National necropolis in Orne, France

Les Gateys National Cemetery (also called Les Gateys National Necropolis (Nécropole Nationale des Gateys)) is a Second World War French military war grave cemetery, located close to the village of Saint-Nicolas-des-Bois and 5.5 km north-west of Alençon in the Orne, Normandy, France. It contains the graves of 19 French soldiers from the 2nd Armoured Division that died during the Battle of Alençon in August 1944.

==History==
The soldiers interred in this small cemetery were part of General Philippe Leclerc de Hauteclocque's French 2nd Armoured Division. The division had landed on 1 August 1944 at Saint-Martin-de-Varreville, close to Utah Beach. The division was involved in the encirclement of German forces in what became known as the Falaise Pocket.
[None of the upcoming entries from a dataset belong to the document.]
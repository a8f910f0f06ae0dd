use std::sync::Arc;

use serde_json::Value;
use shared::{
    domain::Grid,
    error::GridError,
    protocol::{decode_field_value, encode_field_value},
};
use tokio::sync::watch;
use tracing::{debug, info, warn};

use crate::{
    channel::{PersistenceChannel, Subscription},
    model::{EditPolicy, GridModel},
};

/// Intents raised by the table view.
#[derive(Debug, Clone, PartialEq, Eq)]
pub enum EditorCommand {
    SetCell { row: usize, col: usize, text: String },
    AddRow,
    DeleteRow { index: usize },
    AddColumn,
    DeleteColumn { index: usize },
}

/// A mounted editor: one [`GridModel`] bound to one field, with a single
/// change listener that lives exactly as long as the editor.
pub struct TableEditor {
    model: Arc<GridModel>,
    subscription: Option<Subscription>,
}

impl TableEditor {
    /// Loads the stored table (or the default 2x3 table), writes it back so
    /// the field always holds a well-formed value, and starts listening for
    /// changes made by other writers.
    pub fn mount(channel: Arc<dyn PersistenceChannel>, policy: EditPolicy) -> Self {
        let grid = initial_grid(channel.get_value());
        channel.set_value(encode_field_value(&grid));

        let model = Arc::new(GridModel::new(grid, Arc::clone(&channel), policy));
        let listener_model = Arc::downgrade(&model);
        let subscription = channel.on_value_changed(Box::new(move |value| {
            let Some(model) = listener_model.upgrade() else {
                debug!("external change arrived after the editor was torn down");
                return;
            };
            match model.reconcile_external(value.as_ref()) {
                Ok(outcome) => debug!(?outcome, "external change reconciled"),
                Err(error) => warn!(%error, "ignoring malformed external table value"),
            }
        }));

        info!(
            rows = model.row_count(),
            columns = model.column_count(),
            "table editor mounted"
        );
        Self {
            model,
            subscription: Some(subscription),
        }
    }

    pub fn model(&self) -> &GridModel {
        &self.model
    }

    pub fn grid(&self) -> Grid {
        self.model.grid()
    }

    /// Read-only view of the current table for rendering.
    pub fn subscribe(&self) -> watch::Receiver<Grid> {
        self.model.subscribe()
    }

    pub fn is_mounted(&self) -> bool {
        self.subscription.is_some()
    }

    pub fn dispatch(&self, command: EditorCommand) -> Result<Grid, GridError> {
        match command {
            EditorCommand::SetCell { row, col, text } => self.model.set_cell(row, col, text),
            EditorCommand::AddRow => self.model.add_row(),
            EditorCommand::DeleteRow { index } => self.model.delete_row(index),
            EditorCommand::AddColumn => self.model.add_column(),
            EditorCommand::DeleteColumn { index } => self.model.delete_column(index),
        }
    }

    pub fn unmount(mut self) {
        self.release();
    }

    fn release(&mut self) {
        if let Some(subscription) = self.subscription.take() {
            subscription.unsubscribe();
            info!("table editor unmounted");
        }
    }
}

impl Drop for TableEditor {
    fn drop(&mut self) {
        self.release();
    }
}

fn initial_grid(stored: Option<Value>) -> Grid {
    match decode_field_value(stored.as_ref()) {
        Ok(Some(grid)) => grid,
        Ok(None) => {
            info!("no stored table; starting from the default layout");
            Grid::default()
        }
        Err(error) => {
            warn!(%error, "stored table is malformed; starting from the default layout");
            Grid::default()
        }
    }
}

#[cfg(test)]
#[path = "tests/editor_tests.rs"]
mod tests;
The soldiers here were killed during the Battle of Alençon in August 1944. The division later played a major part in the liberation of Paris.

==Formation==
The site, located in the forest of Écouves, was originally a battlefield cemetery created in August 1944 for five fallen French soldiers. In 1968 and 1969 the remains of 14 soldiers, previously buried in communal cemeteries in the Orne department, were reburied at Les Gateys. The cemetery also has a memorial plaque naming 69 soldiers of 2nd French Armoured Division who died fighting in the Orne department. The inauguration of the national cemetery took place on 15 March 1970, in the presence of General Leclerc's widow Madame la Maréchale Leclerc and General Jacques Massu and the site is maintained by the French state (Ministere des Anciens Combattants et Victimes de Guerre).